Fox Vanilla 140mm coil-spring fork Essential! The roads in Ladakh are constantly subject to damage by rockfall, freeze/thaw and thundering Tata trucks, and maintenance is an ongoing, never-ending job. So surfaces vary from brand-new smooth tarmac to just about the dirtiest, bumpiest rough trail you’ve ever seen, and it pays to be prepared for the worst. These forks are a bit heavier than air-sprung equivalents, but the coil spring means less maintenance and no need to carry a shock pump.
Rohloff 14sp internal gear hub 40t front, 16t rear. Noisy pedalling in gear 7 and below, noisy freewheeling in 8 and above, but super-smooth and great for stop/start on steep, bumpy corners, sealed against dirt, and maintenance free throughout the trip.
Avid BB7 mechanical disk brakes These brakes were great! Cable-operated so easy to maintain, but amazing stopping power, and one set of pads lasted the whole trip.
Mavic EX729 rims Bombproof. Totally.
Marathon XR tyres Heavy, but super-durable and great on dry but dirty and bumpy tracks. Completely puncture-free trip.
Tubus Logo rear rack It’s a great rack, but I had to do some kung-fu with long spacers to make it fit around the very busy rear hub. With the Rohloff ‘ex-box’ and the swing-arm of the BB7 brakes in the way, the only bolt I could attach it to was one of the locking bolts for the sliding dropout plate, which was less than ideal, but it did the job.

rearhub-01

Tubus Swing front rack Amazing! Glorious! Maginificent! The best bit of kit I bought, period. The bags are suspended above the moving part of the suspension fork, and are therefore isolated from the vibration giving a fantastic smooth ride – probably even smoother when the bags are heavy. The handling didn’t suffer at all because of the height of the bags – I could still ride no-handed – but I concede that when the bike is stationary the front end flops to one side or t’other like a dead horse. No big deal. Also required some long spacers to make it fit around the crown of the Fox fork, but well worth the hassle. Thoroughly recommended.
Ortlieb Bike Packer Plus rear bags Light, strong and waterproof, and stayed firmly on the racks on the roughest downhill roads. My only gripe is that the inside of the ‘Plus’ series bags is shiny polyurethane (etc) and so is a bit sticky when trying to squeeze items inside.
Ortlieb Front Roller Plus bags As above.
Compression straps x2 Rather than bungees, to attach tent etc to rack.
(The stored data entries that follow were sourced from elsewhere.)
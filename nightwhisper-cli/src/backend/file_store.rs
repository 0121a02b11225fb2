use log::debug;
use nightwhisper_core::{Store, StoreError};
use serde_json::{Map, Value};
use std::cell::RefCell;
use std::fs;
use std::io::ErrorKind;
use std::path::{Path, PathBuf};

/// A store backed by one JSON object file, written through on every set.
#[derive(Debug)]
pub struct FileStore {
    path: PathBuf,
    entries: RefCell<Map<String, Value>>,
}

impl FileStore {
    /// Open `path`. A missing file is an empty store.
    ///
    /// # Errors
    ///
    /// Fails when the file exists but cannot be read or is not a JSON object.
    pub fn open(path: impl Into<PathBuf>) -> Result<Self, StoreError> {
        let path = path.into();
        let entries = match fs::read(&path) {
            Ok(bytes) if bytes.iter().all(u8::is_ascii_whitespace) => Map::new(),
            Ok(bytes) => match serde_json::from_slice::<Value>(&bytes)? {
                Value::Object(map) => map,
                _ => {
                    return Err(StoreError::Unavailable(format!(
                        "{} does not hold a JSON object",
                        path.display()
                    )));
                }
            },
            Err(err) if err.kind() == ErrorKind::NotFound => Map::new(),
            Err(err) => return Err(StoreError::Unavailable(err.to_string())),
        };
        debug!("opened {} with {} keys", path.display(), entries.len());
        Ok(Self {
            path,
            entries: RefCell::new(entries),
        })
    }

    pub fn path(&self) -> &Path {
        &self.path
    }

    fn flush(&self) -> Result<(), StoreError> {
        let bytes = serde_json::to_vec_pretty(&*self.entries.borrow())?;
        if let Some(parent) = self.path.parent().filter(|p| !p.as_os_str().is_empty()) {
            fs::create_dir_all(parent).map_err(|err| StoreError::Unavailable(err.to_string()))?;
        }
        fs::write(&self.path, bytes).map_err(|err| StoreError::Unavailable(err.to_string()))
    }
}

impl Store for FileStore {
    fn get(&self, key: &str) -> Result<Option<Value>, StoreError> {
        Ok(self.entries.borrow().get(key).cloned())
    }

    fn set(&self, key: &str, value: Value) -> Result<(), StoreError> {
        self.entries.borrow_mut().insert(key.to_string(), value);
        self.flush()
    }
}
Brooks B17 saddle Rock solid, comfy, easy to slide about on. Enough said.
Bottle cage x2 Standard size, mounted inside frame.
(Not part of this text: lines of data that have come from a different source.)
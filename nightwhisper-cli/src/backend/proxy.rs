use async_trait::async_trait;
use log::debug;
use nightwhisper_core::{CompletionError, TextCompletion};
use serde::Serialize;
use serde_json::Value;
use std::time::Duration;

pub const DEFAULT_MODEL: &str = "mistralai/Mistral-Nemo-Instruct-2407";

#[derive(Debug, Serialize)]
struct ChatMessage<'a> {
    role: &'static str,
    content: &'a str,
}

/// Request body. Carries both the bare prompt and a chat-completions message
/// list so either kind of proxy can serve it.
#[derive(Debug, Serialize)]
struct ProxyRequest<'a> {
    prompt: &'a str,
    model: &'a str,
    messages: [ChatMessage<'a>; 1],
    temperature: f32,
    max_tokens: u32,
    presence_penalty: f32,
    frequency_penalty: f32,
}

impl<'a> ProxyRequest<'a> {
    fn new(prompt: &'a str, model: &'a str) -> Self {
        Self {
            prompt,
            model,
            messages: [ChatMessage {
                role: "user",
                content: prompt,
            }],
            temperature: 0.65,
            max_tokens: 260,
            presence_penalty: 0.55,
            frequency_penalty: 0.55,
        }
    }
}

/// Text completion over an HTTP proxy.
pub struct HttpCompletion {
    url: String,
    model: String,
    http_client: reqwest::Client,
}

impl HttpCompletion {
    /// # Errors
    ///
    /// Fails when the HTTP client cannot be initialised (e.g. no TLS backend).
    pub fn new(url: impl Into<String>, timeout: Duration) -> Result<Self, reqwest::Error> {
        let http_client = reqwest::Client::builder()
            .timeout(timeout)
            .user_agent("nightwhisper-cli/0.1")
            .build()?;
        Ok(Self {
            url: url.into(),
            model: DEFAULT_MODEL.to_string(),
            http_client,
        })
    }
}

/// Pull the reply text out of a proxy response: chat-completions shape first,
/// then a flat `text` field.
pub fn extract_text(payload: &Value) -> Option<String> {
    payload
        .pointer("/choices/0/message/content")
        .and_then(Value::as_str)
        .or_else(|| payload.get("text").and_then(Value::as_str))
        .map(str::trim)
        .filter(|text| !text.is_empty())
        .map(str::to_string)
}

#[async_trait]
impl TextCompletion for HttpCompletion {
    async fn complete(&self, prompt: &str) -> Result<String, CompletionError> {
        let body = ProxyRequest::new(prompt, &self.model);
        debug!("POST {} ({} prompt bytes)", self.url, prompt.len());

        let response = self
            .http_client
            .post(&self.url)
            .json(&body)
            .send()
            .await
            .map_err(|e| CompletionError::Transport(e.to_string()))?;

        if !response.status().is_success() {
            return Err(CompletionError::Status(response.status().as_u16()));
        }

        let payload: Value = response
            .json()
            .await
            .map_err(|e| CompletionError::Malformed(e.to_string()))?;
        Ok(extract_text(&payload).unwrap_or_default())
    }
}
Topeak Modula XL bottle cage Holds 1.5l bottles; mounted underneath downtube.
Thorn riser stem I like my bars to be as short as possible, and straight to allow easy installation of kit, so rather than using riser bars as fashion dictated, I chose one of Thorn’s riser stems. Strong and simple.
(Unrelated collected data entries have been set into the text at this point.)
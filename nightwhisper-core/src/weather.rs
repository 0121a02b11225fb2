//! Weather themes and the weather × card resonance line.
use serde::{Deserialize, Serialize};
use std::fmt;
use std::str::FromStr;

use crate::cards::{TarotCard, infer_card_mood};
use crate::secret::{DailySecretRecord, SecretId};

/// Ambient theme derived from local hour and a WMO weather code.
#[derive(Debug, Clone, Copy, PartialEq, Eq, Hash, Serialize, Deserialize, Default)]
#[serde(rename_all = "lowercase")]
pub enum WeatherTheme {
    Rain,
    Snow,
    Cloud,
    Day,
    Sunset,
    #[default]
    Night,
    Aurora,
}

impl WeatherTheme {
    #[must_use]
    pub const fn as_str(self) -> &'static str {
        match self {
            Self::Rain => "rain",
            Self::Snow => "snow",
            Self::Cloud => "cloud",
            Self::Day => "day",
            Self::Sunset => "sunset",
            Self::Night => "night",
            Self::Aurora => "aurora",
        }
    }

    /// Mood row for this theme. Aurora has none of its own and reads as night.
    #[must_use]
    pub fn mood(self) -> &'static WeatherMood {
        WEATHER_MOODS
            .iter()
            .find(|row| row.theme == self)
            .unwrap_or(&WEATHER_MOODS[2])
    }
}

impl fmt::Display for WeatherTheme {
    fn fmt(&self, f: &mut fmt::Formatter<'_>) -> fmt::Result {
        f.write_str(self.as_str())
    }
}

impl FromStr for WeatherTheme {
    type Err = String;

    fn from_str(s: &str) -> Result<Self, Self::Err> {
        match s.trim().to_ascii_lowercase().as_str() {
            "rain" => Ok(Self::Rain),
            "snow" => Ok(Self::Snow),
            "cloud" => Ok(Self::Cloud),
            "day" | "sun" => Ok(Self::Day),
            "sunset" => Ok(Self::Sunset),
            "night" => Ok(Self::Night),
            "aurora" => Ok(Self::Aurora),
            other => Err(format!("unknown weather theme: {other}")),
        }
    }
}

const RAIN_CODES: [u16; 3] = [51, 61, 63];
const SNOW_CODES: [u16; 2] = [71, 73];
const OVERCAST_CODE: u16 = 3;

/// Theme for a local hour (0-23) and an optional weather code. Precipitation
/// wins over time of day.
#[must_use]
pub fn resolve_theme(hour: u32, weathercode: Option<u16>) -> WeatherTheme {
    match weathercode {
        Some(code) if RAIN_CODES.contains(&code) => WeatherTheme::Rain,
        Some(code) if SNOW_CODES.contains(&code) => WeatherTheme::Snow,
        Some(OVERCAST_CODE) => WeatherTheme::Cloud,
        _ => match hour {
            5..=16 => WeatherTheme::Day,
            17..=18 => WeatherTheme::Sunset,
            _ => WeatherTheme::Night,
        },
    }
}

/// Apply the aurora secret on top of a resolved theme.
#[must_use]
pub fn apply_secret(theme: WeatherTheme, secret: Option<&DailySecretRecord>) -> WeatherTheme {
    if secret.is_some_and(|record| record.is(SecretId::EasterAurora)) {
        WeatherTheme::Aurora
    } else {
        theme
    }
}

#[derive(Debug, PartialEq, Eq, Serialize)]
pub struct WeatherMood {
    pub theme: WeatherTheme,
    pub label: &'static str,
    pub mood: &'static str,
    pub boost: u8,
}

pub static WEATHER_MOODS: [WeatherMood; 6] = [
    WeatherMood { theme: WeatherTheme::Rain, label: "Rain", mood: "introspection", boost: 2 },
    WeatherMood { theme: WeatherTheme::Day, label: "Sun", mood: "optimism", boost: 3 },
    WeatherMood { theme: WeatherTheme::Night, label: "Night", mood: "intuition", boost: 2 },
    WeatherMood { theme: WeatherTheme::Sunset, label: "Sunset", mood: "release", boost: 2 },
    WeatherMood { theme: WeatherTheme::Cloud, label: "Cloud", mood: "grounding", boost: 2 },
    WeatherMood { theme: WeatherTheme::Snow, label: "Snow", mood: "stillness", boost: 2 },
];

#[derive(Debug, Clone, PartialEq, Eq, Serialize)]
pub struct Resonance {
    pub line: String,
    pub note: &'static str,
    pub score: u8,
    pub aligned: bool,
}

const NOTE_MATCHED: &str = "Sky and card hum the same note tonight.";
const NOTE_CONTRASTING: &str = "Sky and card pull two ways; let both be true for a while.";

/// How strongly tonight's weather echoes the card's mood, scored 1 to 3.
#[must_use]
pub fn resonance(theme: WeatherTheme, card: &TarotCard) -> Resonance {
    let weather = theme.mood();
    let card_mood = infer_card_mood(Some(card));
    let aligned = weather.mood == card_mood;
    let score = (weather.boost + u8::from(aligned)).clamp(1, 3);
    let descriptor = if aligned {
        card_mood.to_string()
    } else {
        format!("{} ↔ {card_mood}", weather.mood)
    };
    Resonance {
        line: format!("{} × {} → {descriptor} +{score}", weather.label, card.name),
        note: if aligned { NOTE_MATCHED } else { NOTE_CONTRASTING },
        score,
        aligned,
    }
}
Cane Creek Ergo bar ends I like these in conjunction with standard soft rubber grips.
TOOLS
Full set Allen keys Proper, strong, separate keys – not multi-tool.
Torx T25 key
Wrench 8mm Ring + open-ender
Wrench 9mm Ring + open-ender
Wrench 10mm Ring + open-ender
Wrench 15mm Short, single-end open-ender.
5″ length of light alloy narrow tube To put over the handle of the 15mm wrench for extra torque on pedals.
Leatherman Charge Ti tool Plus accessory pack including all screwdriver/Allen/Torx bits. Great bit of kit.
Swiss army knife Probably not necessary, but I feel naked without one on a trip.
Chain tool
Spoke wrench
Tyre levers
Topeak Mtn Morph pump Great pump – works like a small track-pump. Very easy.
Chainring tool Didn’t have this, and could have used it to help repair bent chainring (airport baggage handling!)
SPARES (for 2 bikes)
Inner tubes x3 Didn’t use any, but glad to have them in the bag.
Folding tyre x1 lightweight Didn’t use it, but glad to have it.
Park Tools emergency tyre boot Didn’t use it, but it’s as light as a feather so no big deal to carry.
Puncture repair kit x3 Didn’t use them, but wouldn’t be without them.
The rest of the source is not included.